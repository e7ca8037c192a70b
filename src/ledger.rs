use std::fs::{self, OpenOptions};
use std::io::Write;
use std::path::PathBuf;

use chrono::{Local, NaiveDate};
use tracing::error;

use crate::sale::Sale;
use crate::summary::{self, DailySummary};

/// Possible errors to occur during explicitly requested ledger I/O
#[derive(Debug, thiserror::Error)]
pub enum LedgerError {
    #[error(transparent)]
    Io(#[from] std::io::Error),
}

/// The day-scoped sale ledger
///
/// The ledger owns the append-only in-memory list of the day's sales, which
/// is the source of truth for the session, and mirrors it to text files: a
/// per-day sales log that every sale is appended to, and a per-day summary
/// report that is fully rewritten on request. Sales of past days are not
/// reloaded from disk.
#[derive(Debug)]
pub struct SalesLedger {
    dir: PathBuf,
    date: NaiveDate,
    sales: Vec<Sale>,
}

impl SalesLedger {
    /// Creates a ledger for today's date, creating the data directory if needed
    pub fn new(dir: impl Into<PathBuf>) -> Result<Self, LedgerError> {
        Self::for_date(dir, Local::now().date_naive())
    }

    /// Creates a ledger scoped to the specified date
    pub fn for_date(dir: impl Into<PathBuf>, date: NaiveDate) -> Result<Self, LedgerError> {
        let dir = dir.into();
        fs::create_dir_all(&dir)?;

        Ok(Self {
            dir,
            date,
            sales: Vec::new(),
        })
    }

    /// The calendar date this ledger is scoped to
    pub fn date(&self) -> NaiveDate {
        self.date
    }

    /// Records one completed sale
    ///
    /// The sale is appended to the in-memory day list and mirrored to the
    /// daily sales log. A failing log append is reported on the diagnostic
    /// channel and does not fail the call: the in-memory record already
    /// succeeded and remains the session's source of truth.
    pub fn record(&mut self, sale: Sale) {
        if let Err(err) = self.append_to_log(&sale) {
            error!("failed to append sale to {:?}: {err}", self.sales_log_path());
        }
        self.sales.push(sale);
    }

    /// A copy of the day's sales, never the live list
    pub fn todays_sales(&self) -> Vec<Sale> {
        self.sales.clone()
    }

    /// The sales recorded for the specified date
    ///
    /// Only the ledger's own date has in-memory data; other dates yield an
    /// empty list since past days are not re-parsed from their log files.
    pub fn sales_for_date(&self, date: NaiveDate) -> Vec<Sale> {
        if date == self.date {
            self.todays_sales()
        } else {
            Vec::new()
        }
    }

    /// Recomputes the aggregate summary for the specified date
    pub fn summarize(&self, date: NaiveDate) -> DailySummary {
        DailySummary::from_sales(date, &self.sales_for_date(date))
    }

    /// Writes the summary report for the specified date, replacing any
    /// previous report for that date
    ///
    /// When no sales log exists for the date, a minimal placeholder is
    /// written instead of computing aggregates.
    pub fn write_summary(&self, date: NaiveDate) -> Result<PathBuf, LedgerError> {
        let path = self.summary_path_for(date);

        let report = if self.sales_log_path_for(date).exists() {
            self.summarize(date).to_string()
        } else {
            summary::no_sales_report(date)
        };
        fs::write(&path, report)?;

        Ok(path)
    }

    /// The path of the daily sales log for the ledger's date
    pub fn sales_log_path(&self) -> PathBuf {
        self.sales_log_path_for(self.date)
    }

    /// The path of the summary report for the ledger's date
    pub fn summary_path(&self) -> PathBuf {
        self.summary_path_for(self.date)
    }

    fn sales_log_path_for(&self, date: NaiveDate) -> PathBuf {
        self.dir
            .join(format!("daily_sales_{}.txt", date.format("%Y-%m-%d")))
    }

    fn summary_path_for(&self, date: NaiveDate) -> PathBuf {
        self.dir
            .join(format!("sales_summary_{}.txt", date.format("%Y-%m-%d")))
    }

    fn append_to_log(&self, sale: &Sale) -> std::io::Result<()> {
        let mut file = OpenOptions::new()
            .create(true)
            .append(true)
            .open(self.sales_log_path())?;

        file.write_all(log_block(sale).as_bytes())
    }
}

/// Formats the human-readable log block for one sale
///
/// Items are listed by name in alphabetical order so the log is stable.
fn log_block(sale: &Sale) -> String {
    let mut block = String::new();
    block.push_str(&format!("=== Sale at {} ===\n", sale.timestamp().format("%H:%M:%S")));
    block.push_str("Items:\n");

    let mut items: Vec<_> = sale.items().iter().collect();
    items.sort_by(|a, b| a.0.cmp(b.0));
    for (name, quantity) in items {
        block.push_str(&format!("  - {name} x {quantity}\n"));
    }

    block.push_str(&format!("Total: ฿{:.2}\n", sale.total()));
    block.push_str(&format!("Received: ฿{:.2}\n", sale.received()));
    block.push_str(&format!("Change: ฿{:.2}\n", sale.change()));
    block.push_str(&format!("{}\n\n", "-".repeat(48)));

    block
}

---

Restate word for word the lines of the data above, starting at the line containing "of computing aggregates." and ending at the line containing "self.summarize(date).to_string()", both included, and nothing more.

    /// written instead of computing aggregates.
    pub fn write_summary(&self, date: NaiveDate) -> Result<PathBuf, LedgerError> {
        let path = self.summary_path_for(date);

        let report = if self.sales_log_path_for(date).exists() {
            self.summarize(date).to_string()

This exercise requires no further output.